> _ABOUT THIS EXERCISE_: In the records below, tally every line containing "frontend". Report only the total.
** DATA SHOWN follows **
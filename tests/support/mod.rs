//! Shared helpers for the HTTP integration tests.

use std::sync::Arc;

use axum::body::Body;
use axum::http::{header, Request, StatusCode};
use axum::Router;
use serde_json::Value;
use tempfile::TempDir;
use tower::ServiceExt;

use sapt_backend::auth::TokenSigner;
use sapt_backend::db::repositories::LocalRepository;
use sapt_backend::db::FullRepository;
use sapt_backend::http::{create_router, AppState};

pub const TEST_SECRET: &str = "integration-test-secret";

/// Build a router over a fresh in-memory repository, with temporary upload
/// and frontend directories. The TempDir must be kept alive by the caller.
pub fn test_app() -> (Router, TempDir) {
    let dir = TempDir::new().expect("tempdir");
    let uploads = dir.path().join("uploads");
    let frontend = dir.path().join("frontend");
    std::fs::create_dir_all(&uploads).expect("create uploads dir");
    std::fs::create_dir_all(&frontend).expect("create frontend dir");
    std::fs::write(frontend.join("main.html"), "<html>SAPT</html>").expect("write main.html");

    let repo = Arc::new(LocalRepository::new()) as Arc<dyn FullRepository>;
    let state = AppState::new(repo, TokenSigner::new(TEST_SECRET), uploads, frontend);
    (create_router(state), dir)
}

async fn body_json(response: axum::response::Response) -> Value {
    let bytes = axum::body::to_bytes(response.into_body(), usize::MAX)
        .await
        .expect("read body");
    if bytes.is_empty() {
        Value::Null
    } else {
        serde_json::from_slice(&bytes).unwrap_or(Value::Null)
    }
}

/// Send a JSON request and return (status, parsed body).
pub async fn request_json(
    app: &Router,
    method: &str,
    uri: &str,
    body: Option<Value>,
) -> (StatusCode, Value) {
    let mut builder = Request::builder().method(method).uri(uri);
    let request = match body {
        Some(json) => {
            builder = builder.header(header::CONTENT_TYPE, "application/json");
            builder.body(Body::from(json.to_string())).expect("request")
        }
        None => builder.body(Body::empty()).expect("request"),
    };

    let response = app.clone().oneshot(request).await.expect("response");
    let status = response.status();
    (status, body_json(response).await)
}

/// Send a request with a bearer token.
pub async fn request_json_with_token(
    app: &Router,
    method: &str,
    uri: &str,
    token: &str,
    body: Option<Value>,
) -> (StatusCode, Value) {
    let mut builder = Request::builder()
        .method(method)
        .uri(uri)
        .header(header::AUTHORIZATION, format!("Bearer {}", token));
    let request = match body {
        Some(json) => {
            builder = builder.header(header::CONTENT_TYPE, "application/json");
            builder.body(Body::from(json.to_string())).expect("request")
        }
        None => builder.body(Body::empty()).expect("request"),
    };

    let response = app.clone().oneshot(request).await.expect("response");
    let status = response.status();
    (status, body_json(response).await)
}

/// Send a raw request and return (status, body bytes).
pub async fn request_raw(
    app: &Router,
    method: &str,
    uri: &str,
    content_type: Option<&str>,
    body: Vec<u8>,
) -> (StatusCode, Vec<u8>) {
    let mut builder = Request::builder().method(method).uri(uri);
    if let Some(ct) = content_type {
        builder = builder.header(header::CONTENT_TYPE, ct);
    }
    let request = builder.body(Body::from(body)).expect("request");

    let response = app.clone().oneshot(request).await.expect("response");
    let status = response.status();
    let bytes = axum::body::to_bytes(response.into_body(), usize::MAX)
        .await
        .expect("read body");
    (status, bytes.to_vec())
}

/// Encode fields as a multipart/form-data body.
/// Each field is (name, optional filename, bytes).
pub fn multipart_body(boundary: &str, fields: &[(&str, Option<&str>, &[u8])]) -> Vec<u8> {
    let mut body = Vec::new();
    for (name, filename, data) in fields {
        body.extend_from_slice(format!("--{}\r\n", boundary).as_bytes());
        match filename {
            Some(f) => body.extend_from_slice(
                format!(
                    "Content-Disposition: form-data; name=\"{}\"; filename=\"{}\"\r\n\
                     Content-Type: application/pdf\r\n\r\n",
                    name, f
                )
                .as_bytes(),
            ),
            None => body.extend_from_slice(
                format!("Content-Disposition: form-data; name=\"{}\"\r\n\r\n", name).as_bytes(),
            ),
        }
        body.extend_from_slice(data);
        body.extend_from_slice(b"\r\n");
    }
    body.extend_from_slice(format!("--{}--\r\n", boundary).as_bytes());
    body
}

/// Create a student over the API and return its id.
pub async fn seed_student(app: &Router, name: &str, email: &str) -> i64 {
    let (status, body) = request_json(
        app,
        "POST",
        "/api/students/",
        Some(serde_json::json!({
            "name": name,
            "email": email,
            "password": "pw123456",
        })),
    )
    .await;
    assert_eq!(status, StatusCode::CREATED, "seed_student failed: {}", body);
    body["id"].as_i64().expect("student id")
}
** End of DATA SHOWN **
> _WRITTEN ANSWER_: 5